Armed with this knowledge, the Monacos and their medical team were able to take steps to stabilize the new baby’s condition before a crisis occurred. Labor was induced and the infant, Caroline, was transferred to the Neonatal Intensive Care Unit at Children’s Hospital in Washington, DC, where physicians with expertise on her disorder cared for her from the start.

As a result of this early diagnosis and preventive care, Caroline’s life has been very different from Stephen’s.

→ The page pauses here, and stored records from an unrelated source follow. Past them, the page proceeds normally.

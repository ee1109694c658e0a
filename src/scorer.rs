//! Cardinality estimation used to order variables (spec.md §4.2).
//!
//! Smaller score means a tighter variable — fewer candidate values — and
//! sorts earlier in [`crate::sorter`]'s execution order. Every rule here
//! reads only count keys, never triple keys, so scoring a whole pattern is
//! cheap relative to actually enumerating it.

use crate::hexastore::Hexastore;
use crate::kv::{KvError, KvStore};
use crate::variable::Variable;

/// Scores one variable per spec.md §4.2's three rules, consulting `hx` for
/// the count keys each rule needs.
pub fn score<K: KvStore + ?Sized>(hx: &Hexastore<K>, var: &Variable) -> Result<u64, KvError> {
    if !var.first_degree.is_empty() {
        let mut min = u64::MAX;
        for c in &var.first_degree {
            let n = c.n.expect("first-degree constraints are always ground");
            let count = hx.count(c.permutation, c.m, n)?;
            min = min.min(count);
        }
        return Ok(min);
    }

    if let Some(zero) = var.zero_degree.first() {
        // spec.md §9 "cardinality of reflexive constraints": the store has
        // no direct count for `count{t : t.s = t.p}`; the one-term count of
        // the ground position is a loose but sound upper bound.
        return hx.one_term_count(zero.constraint.permutation, zero.constraint.m);
    }

    let mut sum = 0u64;
    for constraints in var.second_degree.values() {
        for c in constraints {
            sum = sum.saturating_add(hx.one_term_count(c.permutation, c.m)?);
        }
    }
    Ok(sum)
}

/// Scores every variable in place.
pub fn score_all<K: KvStore + ?Sized>(hx: &Hexastore<K>, variables: &mut [Variable]) -> Result<(), KvError> {
    for var in variables.iter_mut() {
        var.score = score(hx, var)?;
    }
    Ok(())
}
//! RDF-ish terms and the pattern quads a query is built from.

use std::fmt;

/// Identifies the stored dataset a blank node is scoped to, the content
/// hash of its canonical N-Quads (see [`SPEC_FULL.md`] §4: "dataset-scoped
/// blank nodes"). Computing this hash is part of the (out of scope) ingest
/// path; the query engine only ever compares/stores already-computed hashes.
#[derive(Copy, Clone, PartialEq, Eq, PartialOrd, Ord, Hash)]
pub struct DatasetId(pub [u8; 32]);

impl DatasetId {
    pub fn from_bytes(bytes: [u8; 32]) -> Self {
        DatasetId(bytes)
    }

    pub fn of(bytes: &[u8]) -> Self {
        DatasetId(*blake3::hash(bytes).as_bytes())
    }
}

impl fmt::Debug for DatasetId {
    fn fmt(&self, f: &mut fmt::Formatter<'_>) -> fmt::Result {
        for byte in &self.0[..4] {
            write!(f, "{:02x}", byte)?;
        }
        write!(f, "..")
    }
}

/// A term as it appears in a *stored* dataset: a fully ground value.
#[derive(Clone, PartialEq, Eq, PartialOrd, Ord, Hash, Debug)]
pub enum Term {
    Iri(String),
    Literal {
        value: String,
        lang: Option<String>,
        datatype: Option<String>,
    },
    Blank { dataset: DatasetId, label: String },
}

impl Term {
    pub fn iri(value: impl Into<String>) -> Self {
        Term::Iri(value.into())
    }

    pub fn literal(value: impl Into<String>) -> Self {
        Term::Literal {
            value: value.into(),
            lang: None,
            datatype: None,
        }
    }

    pub fn literal_with_datatype(value: impl Into<String>, datatype: impl Into<String>) -> Self {
        Term::Literal {
            value: value.into(),
            lang: None,
            datatype: Some(datatype.into()),
        }
    }

    /// The term's plain text value, used where a term stands in for a bare
    /// string (e.g. matching a stored graph name against a dictionary-
    /// resolved term — see [`crate::provenance::GraphCheck`]).
    pub fn text(&self) -> &str {
        match self {
            Term::Iri(s) => s,
            Term::Literal { value, .. } => value,
            Term::Blank { label, .. } => label,
        }
    }
}

/// A term as it appears in a *pattern*: either a ground [`Term`] or a
/// variable, identified by the blank-node label used in the pattern.
#[derive(Clone, PartialEq, Eq, Hash, Debug)]
pub enum PatternTerm {
    Variable(String),
    Ground(Term),
}

impl PatternTerm {
    pub fn var(name: impl Into<String>) -> Self {
        PatternTerm::Variable(name.into())
    }

    pub fn is_variable(&self) -> bool {
        matches!(self, PatternTerm::Variable(_))
    }

    pub fn variable_name(&self) -> Option<&str> {
        match self {
            PatternTerm::Variable(name) => Some(name.as_str()),
            PatternTerm::Ground(_) => None,
        }
    }
}

impl From<Term> for PatternTerm {
    fn from(term: Term) -> Self {
        PatternTerm::Ground(term)
    }
}

/// One quad of a pattern graph. `graph` is optional, matching spec.md's
/// "optional graph name" — a pattern quad with no graph term places no
/// constraint on which graph a matching triple belongs to.
#[derive(Clone, Debug)]
pub struct PatternQuad {
    pub subject: PatternTerm,
    pub predicate: PatternTerm,
    pub object: PatternTerm,
    pub graph: Option<PatternTerm>,
}

impl PatternQuad {
    pub fn new(subject: PatternTerm, predicate: PatternTerm, object: PatternTerm) -> Self {
        PatternQuad {
            subject,
            predicate,
            object,
            graph: None,
        }
    }

    pub fn with_graph(mut self, graph: PatternTerm) -> Self {
        self.graph = Some(graph);
        self
    }
}

pub type Pattern = Vec<PatternQuad>;

#[cfg(test)]
mod tests {
    use super::*;

    #[test]
    fn dataset_id_is_content_addressed() {
        let a = DatasetId::of(b"dataset-a");
        let b = DatasetId::of(b"dataset-a");
        let c = DatasetId::of(b"dataset-b");
        assert_eq!(a, b);
        assert_ne!(a, c);
    }

    #[test]
    fn pattern_term_classifies_variables() {
        let v = PatternTerm::var("x");
        let g = PatternTerm::Ground(Term::iri("http://example.com/a"));
        assert!(v.is_variable());
        assert!(!g.is_variable());
        assert_eq!(v.variable_name(), Some("x"));
    }
}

She has been spared the kind of metabolic crisis that Stephen endured.

Meanwhile, armed with this knowledge, Jana has become an advocate for newborn screening. When Stephen was born, the state of Virginia (where the Monacos lived) required screening for eight disorders. Today, thanks in part to Jana’s advocacy, screening is performed for 29 disorders in Virginia. This includes all the disorders recommended for screening by the American College of Medical Genetics.

In a recent email to friends, Jana noted that since the screening in Virginia was expanded in March 2006, 22 babies have screened positive for the newly added disorders, in addition to 21 who tested positive for the original disorders. “It is much more than anticipated. The work has been worth it!” Jana wrote.

She also serves on a Health Resources and Services Administration (HRSA) Advisory Committee, which recently recommended that all states should notify parents of the option of expanded screening. Many parents don’t realize that they can request additional screening for their infants, beyond what their states require.

In addition, Jana is involved in a program called LEND through the Children’s Hospital in Washington. Through this program, she and others help teach graduate students in the health professions what it’s like to care for a child with disabilities.

“This doesn’t change anything for us, but it brings a little peace to know that we’re helping,” Jana says.